**Dataset excerpts**
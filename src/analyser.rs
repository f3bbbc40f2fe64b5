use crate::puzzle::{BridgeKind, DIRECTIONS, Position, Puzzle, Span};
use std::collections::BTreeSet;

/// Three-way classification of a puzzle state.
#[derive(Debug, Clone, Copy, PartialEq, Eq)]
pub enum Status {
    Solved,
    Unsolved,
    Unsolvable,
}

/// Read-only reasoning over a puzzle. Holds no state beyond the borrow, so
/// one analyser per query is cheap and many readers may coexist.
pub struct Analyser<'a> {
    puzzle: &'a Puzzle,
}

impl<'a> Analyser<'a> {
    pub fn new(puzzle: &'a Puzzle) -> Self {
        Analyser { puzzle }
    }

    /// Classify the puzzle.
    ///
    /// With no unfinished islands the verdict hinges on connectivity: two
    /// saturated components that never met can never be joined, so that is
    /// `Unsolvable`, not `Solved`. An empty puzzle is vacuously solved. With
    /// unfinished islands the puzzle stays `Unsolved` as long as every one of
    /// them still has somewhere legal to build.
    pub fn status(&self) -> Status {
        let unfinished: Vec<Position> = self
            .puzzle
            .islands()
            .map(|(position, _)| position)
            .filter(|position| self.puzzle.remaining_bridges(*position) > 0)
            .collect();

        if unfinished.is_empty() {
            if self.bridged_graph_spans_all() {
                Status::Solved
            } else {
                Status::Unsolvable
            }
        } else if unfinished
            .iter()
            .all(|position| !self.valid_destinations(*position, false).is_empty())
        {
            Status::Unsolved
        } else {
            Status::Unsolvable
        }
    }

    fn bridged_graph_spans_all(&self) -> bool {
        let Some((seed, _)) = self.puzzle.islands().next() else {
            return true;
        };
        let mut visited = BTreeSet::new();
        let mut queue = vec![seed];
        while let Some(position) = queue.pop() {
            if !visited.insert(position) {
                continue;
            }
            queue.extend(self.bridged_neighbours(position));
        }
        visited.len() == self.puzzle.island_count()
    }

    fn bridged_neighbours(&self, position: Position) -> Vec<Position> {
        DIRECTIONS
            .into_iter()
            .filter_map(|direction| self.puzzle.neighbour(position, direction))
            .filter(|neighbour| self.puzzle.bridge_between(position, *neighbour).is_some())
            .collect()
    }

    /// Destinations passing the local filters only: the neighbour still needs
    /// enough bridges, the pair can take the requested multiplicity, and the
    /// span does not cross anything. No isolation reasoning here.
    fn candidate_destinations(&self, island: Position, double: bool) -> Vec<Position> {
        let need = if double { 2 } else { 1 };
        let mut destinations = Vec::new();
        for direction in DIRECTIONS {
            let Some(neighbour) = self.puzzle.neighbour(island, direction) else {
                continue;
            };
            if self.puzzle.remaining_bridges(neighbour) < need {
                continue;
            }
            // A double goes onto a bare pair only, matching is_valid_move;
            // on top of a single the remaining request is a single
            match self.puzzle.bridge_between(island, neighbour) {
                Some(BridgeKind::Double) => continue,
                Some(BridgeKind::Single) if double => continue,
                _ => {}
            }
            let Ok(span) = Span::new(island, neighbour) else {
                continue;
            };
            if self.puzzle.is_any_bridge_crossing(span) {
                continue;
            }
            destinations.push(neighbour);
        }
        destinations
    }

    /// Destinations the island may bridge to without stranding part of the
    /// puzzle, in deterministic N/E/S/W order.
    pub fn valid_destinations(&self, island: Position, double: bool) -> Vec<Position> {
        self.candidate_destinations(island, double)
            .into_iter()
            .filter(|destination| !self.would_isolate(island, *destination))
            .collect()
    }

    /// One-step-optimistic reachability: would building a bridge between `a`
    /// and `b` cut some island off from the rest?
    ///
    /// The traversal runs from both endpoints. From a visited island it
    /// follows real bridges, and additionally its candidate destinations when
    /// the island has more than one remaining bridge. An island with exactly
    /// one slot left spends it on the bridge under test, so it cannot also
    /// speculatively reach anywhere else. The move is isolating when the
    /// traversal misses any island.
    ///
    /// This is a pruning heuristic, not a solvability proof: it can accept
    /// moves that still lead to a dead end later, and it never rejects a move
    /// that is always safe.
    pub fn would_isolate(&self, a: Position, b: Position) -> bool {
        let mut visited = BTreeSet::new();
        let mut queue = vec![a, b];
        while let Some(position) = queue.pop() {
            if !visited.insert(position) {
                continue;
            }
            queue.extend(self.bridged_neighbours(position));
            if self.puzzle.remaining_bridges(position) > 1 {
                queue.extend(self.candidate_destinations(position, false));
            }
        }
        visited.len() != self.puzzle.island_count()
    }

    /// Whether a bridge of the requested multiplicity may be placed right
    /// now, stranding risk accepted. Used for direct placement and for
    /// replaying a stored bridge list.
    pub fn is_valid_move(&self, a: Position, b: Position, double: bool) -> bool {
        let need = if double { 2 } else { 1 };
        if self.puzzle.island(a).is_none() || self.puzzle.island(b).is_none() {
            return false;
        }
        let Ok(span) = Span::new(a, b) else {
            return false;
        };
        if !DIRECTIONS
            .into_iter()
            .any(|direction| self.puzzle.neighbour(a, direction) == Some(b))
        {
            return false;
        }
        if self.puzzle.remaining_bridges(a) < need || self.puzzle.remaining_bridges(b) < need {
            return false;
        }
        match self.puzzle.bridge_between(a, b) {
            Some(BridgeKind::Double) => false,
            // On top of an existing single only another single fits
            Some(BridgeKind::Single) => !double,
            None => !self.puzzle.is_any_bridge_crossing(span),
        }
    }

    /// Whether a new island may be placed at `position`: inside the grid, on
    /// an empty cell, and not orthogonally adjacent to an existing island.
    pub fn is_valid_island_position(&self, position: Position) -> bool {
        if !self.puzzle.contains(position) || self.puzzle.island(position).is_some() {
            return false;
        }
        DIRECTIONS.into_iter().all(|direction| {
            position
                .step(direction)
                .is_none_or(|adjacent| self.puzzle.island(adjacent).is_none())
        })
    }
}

**Required action**
Look above for the line containing "fn bridged_neighbours(&self, position: Position)". Output from there through the line containing "part of the", exactly and inclusively.

**Written response**
    fn bridged_neighbours(&self, position: Position) -> Vec<Position> {
        DIRECTIONS
            .into_iter()
            .filter_map(|direction| self.puzzle.neighbour(position, direction))
            .filter(|neighbour| self.puzzle.bridge_between(position, *neighbour).is_some())
            .collect()
    }

    /// Destinations passing the local filters only: the neighbour still needs
    /// enough bridges, the pair can take the requested multiplicity, and the
    /// span does not cross anything. No isolation reasoning here.
    fn candidate_destinations(&self, island: Position, double: bool) -> Vec<Position> {
        let need = if double { 2 } else { 1 };
        let mut destinations = Vec::new();
        for direction in DIRECTIONS {
            let Some(neighbour) = self.puzzle.neighbour(island, direction) else {
                continue;
            };
            if self.puzzle.remaining_bridges(neighbour) < need {
                continue;
            }
            // A double goes onto a bare pair only, matching is_valid_move;
            // on top of a single the remaining request is a single
            match self.puzzle.bridge_between(island, neighbour) {
                Some(BridgeKind::Double) => continue,
                Some(BridgeKind::Single) if double => continue,
                _ => {}
            }
            let Ok(span) = Span::new(island, neighbour) else {
                continue;
            };
            if self.puzzle.is_any_bridge_crossing(span) {
                continue;
            }
            destinations.push(neighbour);
        }
        destinations
    }

    /// Destinations the island may bridge to without stranding part of the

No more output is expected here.